The preferred way of installing J2EE into the deployed WSO2 SOA Enablement Server is to include J2EE in the installation process and run the J2eeIntegrate tool. However, the behavior of various application servers may affect J2EE components. The following are suggested ways to avoid known problems:
Problem: EJB Web service and JNDI connector components heavily use remote references as described in the chapters Application Integration and Remote References in the Developer's Guide.
By default, the serializer processes every interface of the serialized object. Every object instantiated as a result of JNDI lookup over JNDI connector and every remote interface of stateful or entity EJBs obtained using an EJB Web service is a remote reference.
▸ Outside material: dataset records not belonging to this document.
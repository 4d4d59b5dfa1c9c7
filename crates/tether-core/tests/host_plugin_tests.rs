//! In-process host and plugin round trips over the real transport.
//!
//! Plugins here run inside the test process, so their host records are
//! created in `starting` state by hand instead of through a launcher.

use std::net::Ipv4Addr;
use std::time::{Duration, Instant};
use tether_core::rpc::{error_codes, metadata};
use tether_core::{
    CallRequest, HostConfig, MessageRequest, Metadata, Parameter, Plugin, PluginConfig,
    PluginEnvironment, PluginHost, PluginRecord, PluginStatus, TetherError,
};
use tokio::net::TcpListener;

async fn start_host() -> PluginHost {
    let host = PluginHost::new(
        HostConfig::default()
            .with_auto_restart(false)
            .with_connect_settle_delay(Duration::from_millis(20)),
    );
    let listener = TcpListener::bind((Ipv4Addr::LOCALHOST, 0)).await.unwrap();
    host.start_on(listener).unwrap();
    host
}

/// Connect an in-process plugin with `id` to `host` and wait until it runs.
async fn attach(host: &PluginHost, id: &str, config: PluginConfig) -> Plugin {
    host.registry().register(
        PluginRecord::new(id, format!("/in-process/{id}")).with_status(PluginStatus::Starting),
    );
    let plugin = Plugin::with_environment(
        config,
        PluginEnvironment {
            plugin_id: Some(id.to_string()),
            host_address: Some(host.address().unwrap().to_string()),
            launch_token: None,
        },
    );
    register_functions(&plugin);
    plugin.start().await.unwrap();

    wait_for_status(host, id, PluginStatus::Running).await;
    plugin
}

fn register_functions(plugin: &Plugin) {
    plugin.register_function("Echo", |_ctx, params: Vec<Parameter>| async move {
        Ok(params.into_iter().next().unwrap_or_default())
    });
    plugin.register_function("Upper", |ctx, params: Vec<Parameter>| async move {
        let text = params.into_iter().next().unwrap_or_default().value;
        let via_host = ctx.meta(metadata::VIA_HOST).unwrap_or("false").to_string();
        Ok(Parameter::string("upper", format!("{}|{}", text.to_uppercase(), via_host)))
    });
}

async fn wait_for_status(host: &PluginHost, id: &str, status: PluginStatus) {
    let deadline = Instant::now() + Duration::from_secs(5);
    while host.get_plugin(id).map(|r| r.status) != Some(status) {
        assert!(Instant::now() < deadline, "{id} never reached {status}");
        tokio::time::sleep(Duration::from_millis(10)).await;
    }
}

fn config(name: &str) -> PluginConfig {
    PluginConfig::new(name, "1.0.0", "in-process test plugin")
}

#[tokio::test]
async fn test_host_to_plugin_round_trip() {
    let host = start_host().await;
    let plugin = attach(&host, "echo", config("Echo")).await;

    let record = host.get_plugin("echo").unwrap();
    assert_eq!(record.name, "Echo");
    assert_eq!(record.port, plugin.port().unwrap());
    assert_eq!(record.functions, vec!["Echo", "Upper"]);

    let request = CallRequest::new("Echo", vec![Parameter::string("a", "x")]);
    let request_id = request.request_id.clone();
    let response = host.call_plugin("echo", request).await.unwrap();
    assert!(response.success);
    assert_eq!(response.request_id, request_id);
    assert_eq!(response.value(), Some("x"));

    let response = host
        .call_plugin_function("echo", "Missing", vec![])
        .await
        .unwrap();
    assert!(!response.success);
    assert_eq!(response.error_code, error_codes::FUNCTION_NOT_FOUND);

    plugin.stop().await;
    host.stop().await;
}

#[tokio::test]
async fn test_plugin_calls_host_function() {
    let host = start_host().await;
    host.register_host_function("Double", |_ctx, params: Vec<Parameter>| async move {
        let n = params.into_iter().next().unwrap_or_default().as_i64()?;
        Ok(Parameter::int("doubled", n * 2))
    });
    let plugin = attach(&host, "caller", config("Caller")).await;

    let response = plugin
        .call_host_function("Double", vec![Parameter::int("n", 21)])
        .await
        .unwrap();
    assert!(response.success);
    assert_eq!(response.value(), Some("42"));

    let response = plugin.call_host_function("GetSystemTime", vec![]).await.unwrap();
    assert!(response.success);

    let response = plugin
        .call_host_function("Double", vec![Parameter::string("n", "abc")])
        .await
        .unwrap();
    assert_eq!(response.error_code, error_codes::FUNCTION_ERROR);

    plugin.stop().await;
    host.stop().await;
}

#[tokio::test]
async fn test_inter_plugin_relay() {
    let host = start_host().await;
    let caller = attach(&host, "caller", config("Caller")).await;
    let target = attach(&host, "target", config("Target")).await;

    let response = caller
        .call_other_plugin("target", "Upper", vec![Parameter::string("text", "hi")])
        .await
        .unwrap();
    assert!(response.success, "{}", response.message);
    assert_eq!(response.value(), Some("HI|true"));

    let response = caller
        .call_other_plugin("ghost", "Upper", vec![])
        .await
        .unwrap();
    assert!(!response.success);
    assert_eq!(response.error_code, error_codes::TARGET_PLUGIN_NOT_FOUND);

    target.stop().await;
    host.stop_plugin("target").await.unwrap();
    let response = caller.call_other_plugin("target", "Upper", vec![]).await.unwrap();
    assert_eq!(response.error_code, error_codes::TARGET_PLUGIN_NOT_RUNNING);

    caller.stop().await;
    host.stop().await;
}

#[tokio::test]
async fn test_relay_to_hung_target_answers_with_call_error() {
    let budget = Duration::from_millis(500);
    let host = PluginHost::new(
        HostConfig::default()
            .with_auto_restart(false)
            .with_call_timeout(budget)
            .with_connect_settle_delay(Duration::from_millis(20)),
    );
    let listener = TcpListener::bind((Ipv4Addr::LOCALHOST, 0)).await.unwrap();
    host.start_on(listener).unwrap();

    let caller = attach(&host, "caller", config("Caller").with_call_timeout(budget)).await;
    let target = attach(&host, "target", config("Target").with_call_timeout(budget)).await;
    target.register_function("Slow", |_ctx, _params: Vec<Parameter>| async move {
        tokio::time::sleep(Duration::from_secs(3)).await;
        Ok(Parameter::string("late", "too late"))
    });

    for _ in 0..3 {
        let started = Instant::now();
        let response = caller
            .call_other_plugin("target", "Slow", vec![])
            .await
            .expect("relay failures come back as a response");
        assert!(!response.success);
        assert_eq!(response.error_code, error_codes::INTER_PLUGIN_CALL_ERROR);
        assert!(started.elapsed() < Duration::from_secs(2));
    }

    target.stop().await;
    caller.stop().await;
    host.stop().await;
}

#[tokio::test]
async fn test_messages_and_status() {
    let host = start_host().await;
    let plugin = attach(&host, "inbox", config("Inbox")).await;
    let (seen_tx, mut seen_rx) = tokio::sync::mpsc::unbounded_channel();
    plugin.on_any_message(move |message: MessageRequest| {
        let seen_tx = seen_tx.clone();
        async move {
            let _ = seen_tx.send(message);
            Ok(())
        }
    });

    let mut tags = Metadata::new();
    tags.insert("priority".into(), "high".into());
    let response = host
        .send_message_to_plugin("inbox", "notification", "hello", tags)
        .await
        .unwrap();
    assert!(response.success);
    assert_eq!(response.processed_count, 1);
    let delivered = seen_rx.recv().await.unwrap();
    assert_eq!(delivered.content, "hello");
    assert_eq!(delivered.metadata.get("priority").map(String::as_str), Some("high"));

    let mut tags = Metadata::new();
    tags.insert("origin".into(), "broadcast".into());
    let results = host.broadcast_message("data", "payload", tags).await;
    assert_eq!(results.len(), 1);
    assert_eq!(results[0].0, "inbox");
    assert!(results[0].1.is_ok());
    let delivered = seen_rx.recv().await.unwrap();
    assert_eq!(delivered.message_type, "data");
    assert_eq!(delivered.metadata.get("origin").map(String::as_str), Some("broadcast"));

    let status = host.get_plugin_status("inbox", true).await.unwrap();
    assert_eq!(status.status, PluginStatus::Running);
    assert_eq!(status.metrics.get("messages_processed").map(String::as_str), Some("2"));

    plugin.stop().await;
    host.stop().await;
}

#[tokio::test]
async fn test_plugin_stops_after_losing_host() {
    let host = start_host().await;
    let plugin = attach(
        &host,
        "fragile",
        config("Fragile")
            .with_health_check(Duration::from_millis(50), Duration::from_millis(100))
            .with_reconnect(Duration::from_millis(50), 2)
            .with_close_on_host_disconnect(true),
    )
    .await;

    host.stop().await;

    tokio::time::timeout(Duration::from_secs(5), plugin.wait_for_shutdown())
        .await
        .expect("plugin should stop once the host is unreachable");
    plugin.stop().await;
    assert_eq!(plugin.status(), PluginStatus::Stopped);
}

#[tokio::test]
async fn test_plugin_stops_when_host_refuses_reconnection() {
    let host = start_host().await;
    let plugin = attach(
        &host,
        "drifter",
        config("Drifter")
            .with_health_check(Duration::from_millis(50), Duration::from_millis(100))
            .with_reconnect(Duration::from_millis(50), 0)
            .with_close_on_host_disconnect(true),
    )
    .await;

    // Unlimited retries, but the host no longer knows the plugin
    host.registry().unregister("drifter");

    tokio::time::timeout(Duration::from_secs(5), plugin.wait_for_shutdown())
        .await
        .expect("a refused re-registration should not be retried forever");
    plugin.stop().await;
    assert_eq!(plugin.status(), PluginStatus::Stopped);
    assert!(matches!(
        plugin.call_host_function("GetSystemTime", vec![]).await,
        Err(TetherError::ConnectionLost { .. })
    ));

    host.stop().await;
}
WSO2 SOA Enablement Server tries to serialize the objects provided by the application server. Their classes usually implement a number of interfaces other than the required one. Furthermore, these classes do not always directly implement the remote or home interface. The result is that the remote reference tries to provide every interface of the remote object and it may cause class cast or class not found exceptions on the client.
Solutions:
Include all interfaces in the client classpath.
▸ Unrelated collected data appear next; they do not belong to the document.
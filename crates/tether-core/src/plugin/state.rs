//! State shared by a plugin's public handle, its service and its link tasks.

use crate::cancel::CancellationToken;
use crate::config::PluginConfig;
use crate::functions::FunctionTable;
use crate::ipc::IpcServerHandle;
use crate::registry::PluginStatus;
use crate::rpc::{HostClient, MessageRequest};
use async_trait::async_trait;
use chrono::{DateTime, Utc};
use std::collections::HashMap;
use std::future::Future;
use std::sync::atomic::AtomicU64;
use std::sync::{Arc, Mutex, MutexGuard, PoisonError, RwLock};
use tokio::task::JoinSet;
use tracing::{debug, info};

/// Receives pushed messages of one type.
#[async_trait]
pub trait MessageHandler: Send + Sync {
    async fn handle(&self, message: MessageRequest) -> anyhow::Result<()>;
}

#[async_trait]
impl<F, Fut> MessageHandler for F
where
    F: Fn(MessageRequest) -> Fut + Send + Sync,
    Fut: Future<Output = anyhow::Result<()>> + Send + 'static,
{
    async fn handle(&self, message: MessageRequest) -> anyhow::Result<()> {
        (self)(message).await
    }
}

#[derive(Default)]
pub(crate) struct MessageHandlers {
    by_type: HashMap<String, Arc<dyn MessageHandler>>,
    fallback: Option<Arc<dyn MessageHandler>>,
}

impl MessageHandlers {
    pub(crate) fn resolve(&self, message_type: &str) -> Option<Arc<dyn MessageHandler>> {
        self.by_type
            .get(message_type)
            .or(self.fallback.as_ref())
            .cloned()
    }

    pub(crate) fn insert(&mut self, message_type: String, handler: Arc<dyn MessageHandler>) {
        self.by_type.insert(message_type, handler);
    }

    pub(crate) fn set_fallback(&mut self, handler: Arc<dyn MessageHandler>) {
        self.fallback = Some(handler);
    }
}

pub(crate) struct PluginState {
    pub(crate) config: PluginConfig,
    pub(crate) id: String,
    pub(crate) host_address: String,
    pub(crate) launch_token: Option<String>,
    pub(crate) functions: FunctionTable,
    pub(crate) handlers: RwLock<MessageHandlers>,
    pub(crate) status: Mutex<PluginStatus>,
    pub(crate) started_at: Mutex<Option<DateTime<Utc>>>,
    pub(crate) port: Mutex<Option<u16>>,
    pub(crate) host: Mutex<Option<Arc<HostClient>>>,
    pub(crate) calls_served: AtomicU64,
    pub(crate) messages_processed: AtomicU64,
    /// Stops the background loops.
    pub(crate) cancel: CancellationToken,
    /// Resolves [`Plugin::wait_for_shutdown`](super::Plugin::wait_for_shutdown).
    pub(crate) shutdown: CancellationToken,
    pub(crate) tasks: Mutex<JoinSet<()>>,
    pub(crate) server: Mutex<Option<IpcServerHandle>>,
}

impl PluginState {
    pub(crate) fn status(&self) -> PluginStatus {
        *lock(&self.status)
    }

    pub(crate) fn set_status(&self, status: PluginStatus) {
        *lock(&self.status) = status;
    }

    pub(crate) fn host_client(&self) -> Option<Arc<HostClient>> {
        lock(&self.host).clone()
    }

    pub(crate) fn set_host_client(&self, client: Option<Arc<HostClient>>) {
        *lock(&self.host) = client;
    }

    pub(crate) fn uptime_secs(&self) -> u64 {
        lock(&self.started_at)
            .map(|t| (Utc::now() - t).num_seconds().max(0) as u64)
            .unwrap_or(0)
    }

    pub(crate) fn spawn_task<F>(&self, task: F)
    where
        F: Future<Output = ()> + Send + 'static,
    {
        if self.cancel.is_cancelled() {
            debug!("Plugin is stopping; not spawning task");
            return;
        }
        let mut tasks = lock(&self.tasks);
        while tasks.try_join_next().is_some() {}
        tasks.spawn(task);
    }

    /// Stop serving and signal every loop to exit. Idempotent.
    ///
    /// Safe to call from inside a background task; joining happens in
    /// [`Plugin::stop`](super::Plugin::stop).
    pub(crate) fn begin_shutdown(&self, reason: &str) {
        if self.cancel.is_cancelled() {
            return;
        }
        info!(plugin_id = %self.id, reason, "Plugin shutting down");
        if self.status().is_active() {
            self.set_status(PluginStatus::Stopping);
        }
        self.cancel.cancel();
        if let Some(mut server) = lock(&self.server).take() {
            server.shutdown();
        }
        self.shutdown.cancel();
    }
}

pub(crate) fn lock<T>(mutex: &Mutex<T>) -> MutexGuard<'_, T> {
    mutex.lock().unwrap_or_else(PoisonError::into_inner)
}

pub(crate) fn read_handlers(handlers: &RwLock<MessageHandlers>) -> std::sync::RwLockReadGuard<'_, MessageHandlers> {
    handlers.read().unwrap_or_else(PoisonError::into_inner)
}

pub(crate) fn write_handlers(handlers: &RwLock<MessageHandlers>) -> std::sync::RwLockWriteGuard<'_, MessageHandlers> {
    handlers.write().unwrap_or_else(PoisonError::into_inner)
}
Use interfaceIntrospectorConfig, which allows you to prevent useless interfaces from being serialized.
Remap one interface to another.
If you deploy WSO2 SOA Enablement Server using the J2eeIntegrate tool, additional configuration files are included in the deployed WSO2 SOA Enablement Server configuration. These files are WASP_HOME/conf/porting/[as]/[as]-specific.xml. They contain the default interfaceIntrospectorConfig.
For more information, please see the interfaceIntrospectorConfig.xml for Bea Weblogic example.
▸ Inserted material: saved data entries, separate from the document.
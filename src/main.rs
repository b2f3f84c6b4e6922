use std::{
    ffi::OsString,
    fs::{self, File},
    io::{self, prelude::*, BufReader, BufWriter},
    path::{Path, PathBuf},
    sync::mpsc::{self, Sender},
    thread,
};

use anyhow::{anyhow, bail, Context};
use clap::{Parser, Subcommand};
use hz::{
    bits, BitString, CompressionPipeline, Container, DecompressionPipeline, Event, Layout, Options,
    Summary, DEFAULT_CHUNK_SIZE,
};
use indicatif::{ProgressBar, ProgressStyle};
use tracing::debug;
use tracing_subscriber::EnvFilter;

/// Static Huffman compressor for `.hz` containers.
#[derive(Parser, Debug)]
#[command(name = "hz", version, about, long_about = None)]
struct Cli {
    #[command(subcommand)]
    command: Command,

    /// Read and write containers without the payload bit length, as older
    /// tools do
    #[arg(long, global = true)]
    legacy: bool,

    /// Bytes read from the input per chunk
    #[arg(long, global = true, default_value_t = DEFAULT_CHUNK_SIZE)]
    chunk_size: usize,

    /// Don't draw a progress bar
    #[arg(short, long, global = true)]
    quiet: bool,

    /// Log debug output to stderr
    #[arg(short, long, global = true)]
    verbose: bool,
}

#[derive(Subcommand, Debug)]
enum Command {
    /// Compress a file (default output: INPUT with its extension replaced by .hz)
    Compress {
        input: PathBuf,

        #[arg(short, long)]
        output: Option<PathBuf>,
    },

    /// Decompress a container (default output: INPUT without .hz, or with .out)
    Decompress {
        input: PathBuf,

        #[arg(short, long)]
        output: Option<PathBuf>,
    },

    /// Print a container's header and code table
    Inspect { input: PathBuf },
}

fn main() -> anyhow::Result<()> {
    let cli = Cli::parse();
    init_tracing(cli.verbose);

    let layout = if cli.legacy {
        Layout::Legacy
    } else {
        Layout::Sized
    };
    let options = Options::default()
        .with_layout(layout)
        .with_chunk_size(cli.chunk_size);

    match cli.command {
        Command::Compress { input, output } => {
            let output = output.unwrap_or_else(|| input.with_extension("hz"));
            compress(&input, &output, options, cli.quiet)
        }
        Command::Decompress { input, output } => {
            let output = output.unwrap_or_else(|| decompressed_name(&input));
            decompress(&input, &output, options, cli.quiet)
        }
        Command::Inspect { input } => inspect(&input, layout),
    }
}

fn init_tracing(verbose: bool) {
    let filter = if verbose {
        EnvFilter::new("debug")
    } else {
        EnvFilter::try_from_default_env().unwrap_or_else(|_| EnvFilter::new("warn"))
    };

    tracing_subscriber::fmt()
        .with_env_filter(filter)
        .with_writer(io::stderr)
        .init();
}

/// `foo.hz` becomes `foo`; anything else gets `.out` appended.
fn decompressed_name(input: &Path) -> PathBuf {
    if input.extension().map_or(false, |ext| ext == "hz") {
        input.with_extension("")
    } else {
        let mut name = OsString::from(input.as_os_str());
        name.push(".out");
        PathBuf::from(name)
    }
}

fn compress(input: &Path, output: &Path, options: Options, quiet: bool) -> anyhow::Result<()> {
    if input == output {
        bail!("refusing to overwrite the input {}", input.display());
    }

    let file = File::open(input).with_context(|| format!("opening {}", input.display()))?;
    let len = file.metadata()?.len();
    let mut sink = LazyFile::new(output.to_owned());

    let summary = run_with_progress(quiet, move |observer| {
        let result = CompressionPipeline::new(options, observer).run(
            BufReader::new(file),
            Some(len),
            &mut sink,
        );
        (result, sink)
    })
    .with_context(|| format!("compressing {}", input.display()))?;

    if let Summary::Compressed {
        input_bytes,
        table,
        payload_bits,
        output_bytes,
    } = summary
    {
        if !quiet {
            println!(
                "{} -> {}: {input_bytes} bytes in, {output_bytes} bytes out \
                 ({} symbols, {payload_bits} payload bits)",
                input.display(),
                output.display(),
                table.len(),
            );
        }
    }
    Ok(())
}

fn decompress(input: &Path, output: &Path, options: Options, quiet: bool) -> anyhow::Result<()> {
    if input == output {
        bail!("refusing to overwrite the input {}", input.display());
    }

    let file = File::open(input).with_context(|| format!("opening {}", input.display()))?;
    let len = file.metadata()?.len();
    let mut sink = LazyFile::new(output.to_owned());

    let summary = run_with_progress(quiet, move |observer| {
        let result = DecompressionPipeline::new(options, observer).run(
            BufReader::new(file),
            Some(len),
            &mut sink,
        );
        (result, sink)
    })
    .with_context(|| format!("decompressing {}", input.display()))?;

    if let Summary::Decompressed {
        input_bytes,
        output_bytes,
    } = summary
    {
        if !quiet {
            println!(
                "{} -> {}: {input_bytes} bytes in, {output_bytes} bytes out",
                input.display(),
                output.display(),
            );
        }
    }
    Ok(())
}

/// Run a pipeline on a worker thread, drawing its events on this one.
///
/// On failure, whatever the job wrote to its sink is removed.
fn run_with_progress<F>(quiet: bool, job: F) -> anyhow::Result<Summary>
where
    F: FnOnce(Sender<Event>) -> (hz::Result<Summary>, LazyFile) + Send + 'static,
{
    let (tx, rx) = mpsc::channel();
    let worker = thread::spawn(move || job(tx));

    let bar = if quiet {
        ProgressBar::hidden()
    } else {
        let bar = ProgressBar::new(PROGRESS_TICKS);
        bar.set_style(
            ProgressStyle::default_bar()
                .template("{spinner:.green} [{elapsed_precise}] [{bar:40.cyan/blue}] {percent:>3}% {msg}")?
                .progress_chars("#>-"),
        );
        bar
    };

    // Ends once the pipeline, and with it the sender, is dropped.
    for event in rx {
        match event {
            Event::Status(message) => bar.set_message(message),
            Event::Progress(fraction) => {
                bar.set_position((fraction * PROGRESS_TICKS as f64).round() as u64)
            }
            Event::Finished(Ok(_)) => bar.finish(),
            Event::Finished(Err(_)) => bar.abandon(),
        }
    }

    let (result, sink) = worker
        .join()
        .map_err(|_| anyhow!("pipeline thread panicked"))?;

    if result.is_err() {
        sink.discard()?;
    }
    Ok(result?)
}

const PROGRESS_TICKS: u64 = 1000;

fn inspect(input: &Path, layout: Layout) -> anyhow::Result<()> {
    let bytes = fs::read(input).with_context(|| format!("reading {}", input.display()))?;
    let container =
        Container::decode(&bytes, layout).with_context(|| format!("parsing {}", input.display()))?;
    let table = container.table();

    println!("entries:      {}", table.len());
    println!("payload bits: {}", container.payload_bits());
    println!("payload size: {} bytes", container.payload().len());
    println!("longest code: {} bits", table.max_code_len());

    for (byte, code) in table.iter() {
        let printable = if byte.is_ascii_graphic() {
            format!("{:?}", byte as char)
        } else {
            String::new()
        };
        let packed = bits::pack(code.iter().by_vals());

        println!(
            "{byte:#04x} {printable:>5} {:>3} {:<24} {}",
            code.len(),
            BitString(code).to_string(),
            hex::encode(packed.bytes()),
        );
    }
    Ok(())
}

/// An output file that is only created by the first write, so a run that
/// fails before writing leaves nothing behind.
struct LazyFile {
    path: PathBuf,
    file: Option<BufWriter<File>>,
}

impl LazyFile {
    fn new(path: PathBuf) -> Self {
        Self { path, file: None }
    }

    /// Remove the file again, if it was created.
    fn discard(self) -> io::Result<()> {
        if let Some(file) = self.file {
            drop(file);
            debug!(path = %self.path.display(), "removing partial output");
            fs::remove_file(&self.path)?;
        }
        Ok(())
    }
}

impl Write for LazyFile {
    fn write(&mut self, buf: &[u8]) -> io::Result<usize> {
        let file = match self.file.take() {
            Some(file) => file,
            None => BufWriter::new(File::create(&self.path)?),
        };
        self.file.insert(file).write(buf)
    }

    fn flush(&mut self) -> io::Result<()> {
        match &mut self.file {
            Some(file) => file.flush(),
            None => Ok(()),
        }
    }
}

#[cfg(test)]
mod tests {
    use test_case::test_case;

    use super::*;

    #[test_case("notes.hz", "notes" ; "strips hz")]
    #[test_case("archive.tar.hz", "archive.tar" ; "keeps inner extension")]
    #[test_case("notes.bin", "notes.bin.out" ; "appends out")]
    #[test_case("notes", "notes.out" ; "no extension")]
    fn decompressed_names(input: &str, expected: &str) {
        assert_eq!(decompressed_name(Path::new(input)), PathBuf::from(expected));
    }

    #[test]
    fn lazy_file_is_created_on_write() -> anyhow::Result<()> {
        let path = std::env::temp_dir().join(format!("hz-lazy-{}", std::process::id()));
        let _ = fs::remove_file(&path);

        let mut sink = LazyFile::new(path.clone());
        sink.flush()?;
        assert!(!path.exists());

        sink.write_all(b"data")?;
        sink.flush()?;
        assert_eq!(fs::read(&path)?, b"data");

        sink.discard()?;
        assert!(!path.exists());
        Ok(())
    }

    #[test]
    fn cli_parses() {
        let cli = Cli::try_parse_from(["hz", "--legacy", "compress", "in.txt", "-o", "out.hz"])
            .unwrap();
        assert!(cli.legacy);
        assert_eq!(cli.chunk_size, DEFAULT_CHUNK_SIZE);
        assert!(matches!(
            cli.command,
            Command::Compress { output: Some(_), .. }
        ));
    }
}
Example 6. interfaceIntrospectorConfig for BEA WebLogic server
<?xml version="1.0" encoding="UTF-8"?> <config name="weblogic-specific"> <interfaceIntrospectorConfig name="weblogic"> <exclude class="weblogic.ejb20.replication.ReplicatedHome"/> <exclude class="weblogic.ejb20.interfaces.RemoteHome"/> <exclude class="weblogic.rmi.extensions.server.Stub"/> <exclude class="weblogic.rmi.extensions.server.RemoteWrapper"/> <exclude class="weblogic.rjvm.PeerGoneListener"/> <exclude class="weblogic.jms.extensions.WLSession"/> <exclude class="weblogic.utils.PlatformConstants"/> <exclude class="weblogic.jms.dispatcher.Invocable"/> <exclude class="weblogic.jdbc.rmi.RmiStatement"/> <exclude class="weblogic.rmi.internal.StubInfoIntf"/> <exclude class="weblogic.ejb20.interfaces.BaseEJBObjectIntf"/> <exclude class="weblogic.ejb20.interfaces.EntityEJBObjectIntf"/> <exclude class="weblogic.ejb20.interfaces.StatefulEJBObjectIntf"/> <remap fromClass="weblogic.jdbc.common.internal.RemoteDataSource" toClass="javax.sql.DataSource"/> <remap fromClass="weblogic.jdbc.vendor.oracle.OracleConnection" toClass="java.sql.Connection"/> <remap fromClass="weblogic.jdbc.vendor.oracle.OracleStatement" toClass="java.sql.Statement"/> <remap fromClass="weblogic.jms.extensions.WLQueueSession" toClass="javax.jms.QueueSession"/> <remap fromClass="weblogic.jms.extensions.WLTopicSession" toClass="javax.jms.TopicSession"/> </interfaceIntrospectorConfig> </config>
Problem: When you use the JMS transport component, it is preconfigured to use default destinations (queue or topic) and those connection factories that run within the application server by default, or in its "example" configuration. If you port WSO2 SOA Enablement Server with JMS transport into an application server where these objects are not accessible, JMS transport fails.
Solution: Edit the configuration in the deployment descriptor of the JMS transport package and redeploy it.